* **Saved data entries**
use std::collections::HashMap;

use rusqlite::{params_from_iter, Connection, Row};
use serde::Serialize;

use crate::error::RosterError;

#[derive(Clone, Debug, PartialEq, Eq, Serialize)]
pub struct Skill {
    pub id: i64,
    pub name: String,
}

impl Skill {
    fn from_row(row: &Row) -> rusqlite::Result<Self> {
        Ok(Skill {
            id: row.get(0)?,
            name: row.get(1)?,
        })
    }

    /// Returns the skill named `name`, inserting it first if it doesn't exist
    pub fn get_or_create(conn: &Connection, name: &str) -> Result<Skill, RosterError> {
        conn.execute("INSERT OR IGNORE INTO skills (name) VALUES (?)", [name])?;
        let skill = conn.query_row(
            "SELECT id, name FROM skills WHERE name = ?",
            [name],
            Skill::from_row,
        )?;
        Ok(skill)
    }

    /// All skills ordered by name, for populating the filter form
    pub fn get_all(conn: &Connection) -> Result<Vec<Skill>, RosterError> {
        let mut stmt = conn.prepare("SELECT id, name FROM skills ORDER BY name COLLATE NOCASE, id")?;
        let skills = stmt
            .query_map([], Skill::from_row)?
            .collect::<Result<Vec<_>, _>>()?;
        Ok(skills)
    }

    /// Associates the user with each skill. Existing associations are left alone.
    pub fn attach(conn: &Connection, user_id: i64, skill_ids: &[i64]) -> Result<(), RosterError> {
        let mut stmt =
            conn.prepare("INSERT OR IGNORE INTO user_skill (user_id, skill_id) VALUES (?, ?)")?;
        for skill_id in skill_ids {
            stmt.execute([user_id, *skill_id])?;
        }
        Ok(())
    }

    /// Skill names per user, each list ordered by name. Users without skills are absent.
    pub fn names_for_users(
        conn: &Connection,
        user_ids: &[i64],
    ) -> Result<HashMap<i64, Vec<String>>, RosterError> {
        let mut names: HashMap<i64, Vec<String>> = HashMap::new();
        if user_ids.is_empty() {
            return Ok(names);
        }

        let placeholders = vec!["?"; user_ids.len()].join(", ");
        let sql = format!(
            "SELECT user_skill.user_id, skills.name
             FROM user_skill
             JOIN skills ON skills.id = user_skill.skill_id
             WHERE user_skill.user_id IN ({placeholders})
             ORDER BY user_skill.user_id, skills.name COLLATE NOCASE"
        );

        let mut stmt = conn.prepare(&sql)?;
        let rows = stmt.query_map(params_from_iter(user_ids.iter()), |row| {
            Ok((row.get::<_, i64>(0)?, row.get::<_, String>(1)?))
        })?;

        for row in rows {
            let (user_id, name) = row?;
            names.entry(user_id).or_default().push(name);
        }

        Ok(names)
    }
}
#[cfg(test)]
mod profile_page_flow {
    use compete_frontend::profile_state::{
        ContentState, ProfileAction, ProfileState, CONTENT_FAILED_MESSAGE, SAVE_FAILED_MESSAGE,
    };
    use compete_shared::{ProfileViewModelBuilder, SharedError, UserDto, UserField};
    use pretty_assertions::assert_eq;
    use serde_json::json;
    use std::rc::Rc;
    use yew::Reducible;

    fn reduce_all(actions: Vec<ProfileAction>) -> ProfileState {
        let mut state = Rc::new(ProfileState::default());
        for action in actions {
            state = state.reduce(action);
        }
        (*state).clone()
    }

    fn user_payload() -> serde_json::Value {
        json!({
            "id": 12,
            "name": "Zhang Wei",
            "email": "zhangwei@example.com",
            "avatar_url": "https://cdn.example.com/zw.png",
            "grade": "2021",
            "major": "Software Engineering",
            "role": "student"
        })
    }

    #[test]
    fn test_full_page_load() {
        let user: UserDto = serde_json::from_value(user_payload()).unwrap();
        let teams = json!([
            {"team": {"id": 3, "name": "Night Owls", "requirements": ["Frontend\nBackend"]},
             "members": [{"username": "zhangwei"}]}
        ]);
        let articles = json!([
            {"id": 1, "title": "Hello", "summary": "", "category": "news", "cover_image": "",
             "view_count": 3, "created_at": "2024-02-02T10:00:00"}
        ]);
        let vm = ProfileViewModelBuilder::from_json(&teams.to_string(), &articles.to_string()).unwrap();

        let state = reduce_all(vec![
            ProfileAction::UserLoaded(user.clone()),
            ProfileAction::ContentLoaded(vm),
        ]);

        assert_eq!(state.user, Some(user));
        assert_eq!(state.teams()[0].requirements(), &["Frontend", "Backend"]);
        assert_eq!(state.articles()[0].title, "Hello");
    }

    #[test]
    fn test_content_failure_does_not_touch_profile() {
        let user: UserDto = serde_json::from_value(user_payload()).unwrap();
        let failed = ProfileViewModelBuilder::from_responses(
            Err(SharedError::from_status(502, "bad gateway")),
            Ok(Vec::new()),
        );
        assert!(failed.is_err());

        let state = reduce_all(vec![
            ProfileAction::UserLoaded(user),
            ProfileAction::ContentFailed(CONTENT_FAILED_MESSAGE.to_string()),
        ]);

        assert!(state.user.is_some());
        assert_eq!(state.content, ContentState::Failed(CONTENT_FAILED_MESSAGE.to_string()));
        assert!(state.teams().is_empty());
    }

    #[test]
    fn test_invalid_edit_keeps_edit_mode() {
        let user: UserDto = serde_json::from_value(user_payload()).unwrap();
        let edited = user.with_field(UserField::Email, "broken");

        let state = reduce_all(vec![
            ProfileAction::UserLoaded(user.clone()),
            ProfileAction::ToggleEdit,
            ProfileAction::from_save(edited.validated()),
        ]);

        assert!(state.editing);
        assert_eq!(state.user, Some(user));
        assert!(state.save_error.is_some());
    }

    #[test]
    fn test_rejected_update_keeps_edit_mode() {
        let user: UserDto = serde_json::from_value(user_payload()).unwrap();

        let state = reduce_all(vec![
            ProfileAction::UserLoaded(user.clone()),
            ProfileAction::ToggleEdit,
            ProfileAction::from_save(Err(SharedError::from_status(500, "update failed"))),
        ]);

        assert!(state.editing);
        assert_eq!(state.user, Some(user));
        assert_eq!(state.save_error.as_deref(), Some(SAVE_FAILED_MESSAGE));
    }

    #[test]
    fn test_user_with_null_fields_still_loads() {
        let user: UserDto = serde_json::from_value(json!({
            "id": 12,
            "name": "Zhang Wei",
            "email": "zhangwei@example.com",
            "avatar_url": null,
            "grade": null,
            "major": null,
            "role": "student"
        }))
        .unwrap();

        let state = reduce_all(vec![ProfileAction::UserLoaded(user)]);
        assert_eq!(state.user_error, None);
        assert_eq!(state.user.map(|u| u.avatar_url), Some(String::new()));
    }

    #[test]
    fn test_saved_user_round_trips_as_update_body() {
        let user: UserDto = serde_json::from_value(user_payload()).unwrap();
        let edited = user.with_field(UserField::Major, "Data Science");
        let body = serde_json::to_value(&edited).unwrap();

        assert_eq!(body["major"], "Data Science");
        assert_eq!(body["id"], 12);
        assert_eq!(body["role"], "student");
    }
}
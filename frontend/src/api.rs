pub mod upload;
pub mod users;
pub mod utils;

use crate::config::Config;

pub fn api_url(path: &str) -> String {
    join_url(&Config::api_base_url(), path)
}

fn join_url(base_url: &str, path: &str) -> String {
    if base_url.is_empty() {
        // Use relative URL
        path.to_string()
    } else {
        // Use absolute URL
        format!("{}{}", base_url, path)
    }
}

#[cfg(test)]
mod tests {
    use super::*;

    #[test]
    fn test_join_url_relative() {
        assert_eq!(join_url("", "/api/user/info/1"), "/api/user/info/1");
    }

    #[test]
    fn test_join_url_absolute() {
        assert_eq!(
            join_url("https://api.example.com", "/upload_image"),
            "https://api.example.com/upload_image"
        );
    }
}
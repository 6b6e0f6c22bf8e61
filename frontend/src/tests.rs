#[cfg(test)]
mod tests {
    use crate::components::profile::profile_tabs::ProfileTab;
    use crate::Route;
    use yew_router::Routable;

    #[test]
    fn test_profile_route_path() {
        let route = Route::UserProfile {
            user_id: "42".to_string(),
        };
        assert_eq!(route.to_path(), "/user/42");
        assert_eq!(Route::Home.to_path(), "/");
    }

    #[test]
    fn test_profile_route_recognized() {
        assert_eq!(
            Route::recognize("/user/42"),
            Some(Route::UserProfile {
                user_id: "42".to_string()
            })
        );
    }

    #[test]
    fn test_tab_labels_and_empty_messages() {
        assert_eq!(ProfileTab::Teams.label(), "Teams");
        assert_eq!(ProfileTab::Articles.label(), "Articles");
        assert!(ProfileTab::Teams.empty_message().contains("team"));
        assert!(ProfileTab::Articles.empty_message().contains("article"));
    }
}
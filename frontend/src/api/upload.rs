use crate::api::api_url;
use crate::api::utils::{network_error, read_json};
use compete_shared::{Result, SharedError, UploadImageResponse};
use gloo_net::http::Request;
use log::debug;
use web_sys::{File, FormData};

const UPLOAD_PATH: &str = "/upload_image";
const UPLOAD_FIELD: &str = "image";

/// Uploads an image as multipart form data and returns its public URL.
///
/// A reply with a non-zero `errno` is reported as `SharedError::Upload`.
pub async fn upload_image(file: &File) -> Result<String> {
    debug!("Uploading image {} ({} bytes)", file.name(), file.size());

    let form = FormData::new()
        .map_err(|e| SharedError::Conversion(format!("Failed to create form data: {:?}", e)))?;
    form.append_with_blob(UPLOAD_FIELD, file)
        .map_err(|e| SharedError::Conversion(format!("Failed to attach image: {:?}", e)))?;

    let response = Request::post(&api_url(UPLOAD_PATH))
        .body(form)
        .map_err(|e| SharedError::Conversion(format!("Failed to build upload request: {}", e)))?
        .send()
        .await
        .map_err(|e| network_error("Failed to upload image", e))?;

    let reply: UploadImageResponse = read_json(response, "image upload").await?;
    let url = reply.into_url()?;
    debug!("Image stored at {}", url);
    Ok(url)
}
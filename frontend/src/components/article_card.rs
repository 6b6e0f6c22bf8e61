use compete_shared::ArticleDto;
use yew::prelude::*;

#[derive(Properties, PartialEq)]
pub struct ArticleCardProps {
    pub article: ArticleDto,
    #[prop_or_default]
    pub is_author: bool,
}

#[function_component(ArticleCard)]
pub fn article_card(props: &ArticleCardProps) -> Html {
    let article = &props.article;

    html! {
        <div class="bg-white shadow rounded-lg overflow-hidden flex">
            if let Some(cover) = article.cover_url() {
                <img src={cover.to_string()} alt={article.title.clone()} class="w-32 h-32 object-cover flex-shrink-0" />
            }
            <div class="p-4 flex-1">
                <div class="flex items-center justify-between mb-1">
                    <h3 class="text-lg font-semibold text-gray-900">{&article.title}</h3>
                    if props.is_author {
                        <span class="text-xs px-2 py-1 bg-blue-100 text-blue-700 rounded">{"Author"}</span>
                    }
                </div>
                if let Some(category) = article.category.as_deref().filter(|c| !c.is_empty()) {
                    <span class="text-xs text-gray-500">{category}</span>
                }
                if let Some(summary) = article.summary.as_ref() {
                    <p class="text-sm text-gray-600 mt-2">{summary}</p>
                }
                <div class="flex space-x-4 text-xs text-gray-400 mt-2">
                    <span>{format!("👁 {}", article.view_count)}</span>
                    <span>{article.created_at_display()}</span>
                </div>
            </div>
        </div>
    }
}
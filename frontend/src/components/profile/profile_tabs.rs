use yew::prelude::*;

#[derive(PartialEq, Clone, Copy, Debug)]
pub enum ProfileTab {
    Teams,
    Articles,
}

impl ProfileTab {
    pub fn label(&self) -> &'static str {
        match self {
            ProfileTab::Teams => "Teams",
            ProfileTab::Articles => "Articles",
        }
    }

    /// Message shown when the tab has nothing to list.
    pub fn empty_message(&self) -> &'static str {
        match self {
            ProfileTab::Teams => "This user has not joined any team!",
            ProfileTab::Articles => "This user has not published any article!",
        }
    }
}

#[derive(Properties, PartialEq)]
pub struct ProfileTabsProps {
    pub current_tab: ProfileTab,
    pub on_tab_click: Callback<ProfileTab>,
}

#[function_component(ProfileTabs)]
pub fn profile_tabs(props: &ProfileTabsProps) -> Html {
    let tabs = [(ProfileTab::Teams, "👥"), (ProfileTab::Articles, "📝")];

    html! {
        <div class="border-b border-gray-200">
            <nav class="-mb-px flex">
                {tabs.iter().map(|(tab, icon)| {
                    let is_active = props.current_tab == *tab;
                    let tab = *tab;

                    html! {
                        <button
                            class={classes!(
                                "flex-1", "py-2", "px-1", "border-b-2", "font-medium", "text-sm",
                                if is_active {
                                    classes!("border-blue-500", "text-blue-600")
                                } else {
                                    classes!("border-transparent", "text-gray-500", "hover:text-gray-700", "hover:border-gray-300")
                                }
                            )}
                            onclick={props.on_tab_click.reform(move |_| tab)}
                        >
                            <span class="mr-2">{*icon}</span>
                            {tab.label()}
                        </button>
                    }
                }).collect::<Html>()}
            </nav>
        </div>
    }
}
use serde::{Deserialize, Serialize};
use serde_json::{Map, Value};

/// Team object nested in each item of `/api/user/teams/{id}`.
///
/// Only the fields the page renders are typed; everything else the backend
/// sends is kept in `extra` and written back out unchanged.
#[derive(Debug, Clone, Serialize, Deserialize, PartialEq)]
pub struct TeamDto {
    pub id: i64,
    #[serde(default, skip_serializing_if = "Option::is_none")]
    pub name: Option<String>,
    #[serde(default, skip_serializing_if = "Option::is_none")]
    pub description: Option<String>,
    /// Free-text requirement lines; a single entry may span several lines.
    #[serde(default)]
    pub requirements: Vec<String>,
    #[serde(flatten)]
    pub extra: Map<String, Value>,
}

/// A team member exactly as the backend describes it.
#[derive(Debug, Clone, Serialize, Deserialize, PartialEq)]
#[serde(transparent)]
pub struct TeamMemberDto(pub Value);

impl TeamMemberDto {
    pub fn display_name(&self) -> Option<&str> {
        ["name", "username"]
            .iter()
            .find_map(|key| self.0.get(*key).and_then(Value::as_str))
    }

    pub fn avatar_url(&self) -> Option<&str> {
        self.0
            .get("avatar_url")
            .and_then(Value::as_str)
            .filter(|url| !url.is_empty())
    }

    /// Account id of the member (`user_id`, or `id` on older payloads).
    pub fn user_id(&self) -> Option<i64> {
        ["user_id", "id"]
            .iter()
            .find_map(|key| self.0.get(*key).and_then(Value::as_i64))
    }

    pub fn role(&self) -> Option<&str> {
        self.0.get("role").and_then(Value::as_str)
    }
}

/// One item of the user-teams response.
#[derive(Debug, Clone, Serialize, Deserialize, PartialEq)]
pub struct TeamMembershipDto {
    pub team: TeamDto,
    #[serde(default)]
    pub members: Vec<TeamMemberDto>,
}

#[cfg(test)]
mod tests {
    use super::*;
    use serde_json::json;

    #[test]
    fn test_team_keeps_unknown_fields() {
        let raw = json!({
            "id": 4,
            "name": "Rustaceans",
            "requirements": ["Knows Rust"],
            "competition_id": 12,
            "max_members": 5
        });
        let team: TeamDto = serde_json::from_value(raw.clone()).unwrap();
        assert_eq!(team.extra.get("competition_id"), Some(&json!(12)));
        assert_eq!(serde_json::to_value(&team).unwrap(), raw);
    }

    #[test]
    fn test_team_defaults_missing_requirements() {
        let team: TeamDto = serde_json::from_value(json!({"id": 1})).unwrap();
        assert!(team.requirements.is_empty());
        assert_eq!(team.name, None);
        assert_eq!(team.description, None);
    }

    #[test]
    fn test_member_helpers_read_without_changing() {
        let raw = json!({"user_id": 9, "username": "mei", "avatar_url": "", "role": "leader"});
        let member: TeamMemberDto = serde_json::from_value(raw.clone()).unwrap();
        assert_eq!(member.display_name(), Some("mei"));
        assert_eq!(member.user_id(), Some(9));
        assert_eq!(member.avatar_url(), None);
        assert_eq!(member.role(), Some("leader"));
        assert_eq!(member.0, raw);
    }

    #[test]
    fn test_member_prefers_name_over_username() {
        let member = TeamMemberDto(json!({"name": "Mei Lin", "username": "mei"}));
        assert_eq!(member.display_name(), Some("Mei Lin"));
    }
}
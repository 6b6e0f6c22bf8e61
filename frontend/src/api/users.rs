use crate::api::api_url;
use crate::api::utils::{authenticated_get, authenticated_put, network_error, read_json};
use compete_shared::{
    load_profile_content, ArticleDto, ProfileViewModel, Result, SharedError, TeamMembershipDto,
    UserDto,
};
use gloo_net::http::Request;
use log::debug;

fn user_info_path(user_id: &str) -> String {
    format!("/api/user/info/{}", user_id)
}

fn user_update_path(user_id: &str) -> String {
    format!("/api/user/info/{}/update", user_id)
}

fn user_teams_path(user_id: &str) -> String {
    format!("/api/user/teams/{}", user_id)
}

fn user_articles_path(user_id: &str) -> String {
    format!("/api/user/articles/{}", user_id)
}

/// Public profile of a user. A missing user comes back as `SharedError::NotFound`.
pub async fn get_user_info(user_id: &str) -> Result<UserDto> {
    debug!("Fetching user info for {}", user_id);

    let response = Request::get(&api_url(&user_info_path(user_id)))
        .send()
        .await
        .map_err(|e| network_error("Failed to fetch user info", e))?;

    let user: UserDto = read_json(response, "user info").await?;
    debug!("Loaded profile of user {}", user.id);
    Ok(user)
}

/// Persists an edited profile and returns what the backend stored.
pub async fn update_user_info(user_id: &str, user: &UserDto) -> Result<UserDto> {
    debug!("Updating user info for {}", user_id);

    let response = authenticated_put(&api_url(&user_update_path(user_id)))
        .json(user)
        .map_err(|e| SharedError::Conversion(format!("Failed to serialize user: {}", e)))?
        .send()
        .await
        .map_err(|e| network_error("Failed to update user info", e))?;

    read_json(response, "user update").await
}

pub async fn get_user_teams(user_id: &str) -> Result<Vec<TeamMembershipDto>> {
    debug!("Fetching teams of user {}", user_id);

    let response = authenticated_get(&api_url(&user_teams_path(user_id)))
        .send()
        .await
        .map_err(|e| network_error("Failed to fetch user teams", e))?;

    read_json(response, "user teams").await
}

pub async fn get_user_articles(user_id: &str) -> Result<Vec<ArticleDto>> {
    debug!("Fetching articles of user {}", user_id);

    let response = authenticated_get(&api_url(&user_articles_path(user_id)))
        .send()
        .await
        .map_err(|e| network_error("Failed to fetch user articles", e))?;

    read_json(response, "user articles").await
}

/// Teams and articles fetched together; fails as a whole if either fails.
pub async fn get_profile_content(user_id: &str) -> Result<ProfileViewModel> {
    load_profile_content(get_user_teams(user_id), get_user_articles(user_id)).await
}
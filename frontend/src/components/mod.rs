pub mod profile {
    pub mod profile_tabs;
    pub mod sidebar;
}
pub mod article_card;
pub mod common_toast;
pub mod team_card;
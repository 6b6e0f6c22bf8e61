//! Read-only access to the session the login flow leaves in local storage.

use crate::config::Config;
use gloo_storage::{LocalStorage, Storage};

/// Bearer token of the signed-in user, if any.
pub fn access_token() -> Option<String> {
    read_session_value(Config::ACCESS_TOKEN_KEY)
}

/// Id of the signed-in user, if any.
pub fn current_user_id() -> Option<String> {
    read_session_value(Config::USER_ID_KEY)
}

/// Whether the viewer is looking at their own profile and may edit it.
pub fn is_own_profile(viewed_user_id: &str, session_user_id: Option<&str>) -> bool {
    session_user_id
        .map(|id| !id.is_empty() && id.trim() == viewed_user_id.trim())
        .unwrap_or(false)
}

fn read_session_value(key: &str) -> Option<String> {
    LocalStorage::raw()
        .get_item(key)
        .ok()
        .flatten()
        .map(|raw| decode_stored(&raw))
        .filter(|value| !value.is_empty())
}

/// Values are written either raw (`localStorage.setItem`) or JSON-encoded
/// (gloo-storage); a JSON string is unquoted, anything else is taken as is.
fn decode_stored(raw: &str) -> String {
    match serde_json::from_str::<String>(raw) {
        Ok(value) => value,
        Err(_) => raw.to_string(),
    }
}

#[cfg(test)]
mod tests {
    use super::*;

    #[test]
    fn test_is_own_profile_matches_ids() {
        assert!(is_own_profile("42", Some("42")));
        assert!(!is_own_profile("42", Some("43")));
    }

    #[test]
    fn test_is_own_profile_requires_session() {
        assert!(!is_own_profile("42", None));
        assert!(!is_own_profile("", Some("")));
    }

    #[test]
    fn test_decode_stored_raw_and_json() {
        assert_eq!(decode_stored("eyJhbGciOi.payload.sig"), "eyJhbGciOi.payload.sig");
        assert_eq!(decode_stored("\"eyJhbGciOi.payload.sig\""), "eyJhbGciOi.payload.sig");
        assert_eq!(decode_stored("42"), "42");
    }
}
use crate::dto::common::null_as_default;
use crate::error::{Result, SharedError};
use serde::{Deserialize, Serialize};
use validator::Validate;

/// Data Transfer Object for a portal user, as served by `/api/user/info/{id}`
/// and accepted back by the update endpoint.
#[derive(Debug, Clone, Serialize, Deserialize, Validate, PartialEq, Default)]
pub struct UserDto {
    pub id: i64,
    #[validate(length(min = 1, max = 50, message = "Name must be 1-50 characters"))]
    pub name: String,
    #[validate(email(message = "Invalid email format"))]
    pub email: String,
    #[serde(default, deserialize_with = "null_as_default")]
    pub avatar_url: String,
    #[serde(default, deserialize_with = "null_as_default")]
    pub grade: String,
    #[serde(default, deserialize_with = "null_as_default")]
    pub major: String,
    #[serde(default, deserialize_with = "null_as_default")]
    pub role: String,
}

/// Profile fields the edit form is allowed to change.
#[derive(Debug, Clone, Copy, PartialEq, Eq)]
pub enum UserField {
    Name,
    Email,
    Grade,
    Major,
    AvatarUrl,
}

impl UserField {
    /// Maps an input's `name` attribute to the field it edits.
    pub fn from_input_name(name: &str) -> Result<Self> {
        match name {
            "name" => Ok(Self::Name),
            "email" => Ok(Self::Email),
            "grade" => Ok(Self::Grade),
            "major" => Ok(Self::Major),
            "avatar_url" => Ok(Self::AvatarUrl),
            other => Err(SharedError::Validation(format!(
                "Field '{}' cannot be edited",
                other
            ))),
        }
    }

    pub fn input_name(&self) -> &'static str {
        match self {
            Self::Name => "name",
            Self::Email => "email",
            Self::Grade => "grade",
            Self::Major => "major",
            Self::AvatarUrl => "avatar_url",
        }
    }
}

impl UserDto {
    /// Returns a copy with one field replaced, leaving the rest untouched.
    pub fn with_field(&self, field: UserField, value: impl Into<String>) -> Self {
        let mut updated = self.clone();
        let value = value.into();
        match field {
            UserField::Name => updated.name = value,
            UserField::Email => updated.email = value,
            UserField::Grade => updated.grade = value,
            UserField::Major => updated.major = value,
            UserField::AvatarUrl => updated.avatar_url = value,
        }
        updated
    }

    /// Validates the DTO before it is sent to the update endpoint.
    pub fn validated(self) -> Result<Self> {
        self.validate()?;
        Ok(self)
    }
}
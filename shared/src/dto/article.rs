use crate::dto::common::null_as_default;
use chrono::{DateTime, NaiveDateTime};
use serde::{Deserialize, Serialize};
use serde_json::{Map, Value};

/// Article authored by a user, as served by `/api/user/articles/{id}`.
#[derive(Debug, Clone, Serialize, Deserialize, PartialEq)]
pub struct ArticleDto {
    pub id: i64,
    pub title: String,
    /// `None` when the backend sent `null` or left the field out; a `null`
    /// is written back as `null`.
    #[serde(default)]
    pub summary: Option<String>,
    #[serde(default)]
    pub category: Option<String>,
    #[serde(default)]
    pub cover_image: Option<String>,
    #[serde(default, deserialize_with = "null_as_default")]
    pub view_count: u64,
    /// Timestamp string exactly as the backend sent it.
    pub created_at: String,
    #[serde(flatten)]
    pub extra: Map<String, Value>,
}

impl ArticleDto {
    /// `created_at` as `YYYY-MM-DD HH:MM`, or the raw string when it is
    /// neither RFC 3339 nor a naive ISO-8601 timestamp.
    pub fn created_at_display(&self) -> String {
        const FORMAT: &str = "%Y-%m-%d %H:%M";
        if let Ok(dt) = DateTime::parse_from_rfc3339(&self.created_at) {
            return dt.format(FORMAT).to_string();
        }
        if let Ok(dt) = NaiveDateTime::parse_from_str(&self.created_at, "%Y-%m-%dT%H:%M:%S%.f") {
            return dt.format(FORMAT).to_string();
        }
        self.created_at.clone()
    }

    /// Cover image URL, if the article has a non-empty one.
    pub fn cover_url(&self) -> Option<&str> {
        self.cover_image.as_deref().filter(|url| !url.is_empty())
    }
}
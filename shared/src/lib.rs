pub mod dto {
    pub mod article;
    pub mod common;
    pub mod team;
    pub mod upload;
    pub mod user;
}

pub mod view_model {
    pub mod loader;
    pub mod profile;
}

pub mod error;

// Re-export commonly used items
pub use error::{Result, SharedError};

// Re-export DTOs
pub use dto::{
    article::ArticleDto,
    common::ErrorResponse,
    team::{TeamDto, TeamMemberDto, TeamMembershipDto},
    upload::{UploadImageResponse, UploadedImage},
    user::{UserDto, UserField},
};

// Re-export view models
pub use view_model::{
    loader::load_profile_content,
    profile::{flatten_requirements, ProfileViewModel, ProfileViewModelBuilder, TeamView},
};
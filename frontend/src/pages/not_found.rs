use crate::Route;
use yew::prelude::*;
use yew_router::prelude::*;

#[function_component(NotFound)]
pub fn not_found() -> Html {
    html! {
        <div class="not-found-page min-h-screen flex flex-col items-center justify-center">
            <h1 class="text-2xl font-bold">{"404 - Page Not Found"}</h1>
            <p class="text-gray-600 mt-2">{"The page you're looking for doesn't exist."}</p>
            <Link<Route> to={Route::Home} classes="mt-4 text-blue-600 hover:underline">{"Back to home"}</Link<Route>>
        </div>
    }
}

* **Problem**
Every line in the records that holds the word "enum" should be copied into the answer.

* **Solution**
pub enum ProfileTab {
pub enum UserField {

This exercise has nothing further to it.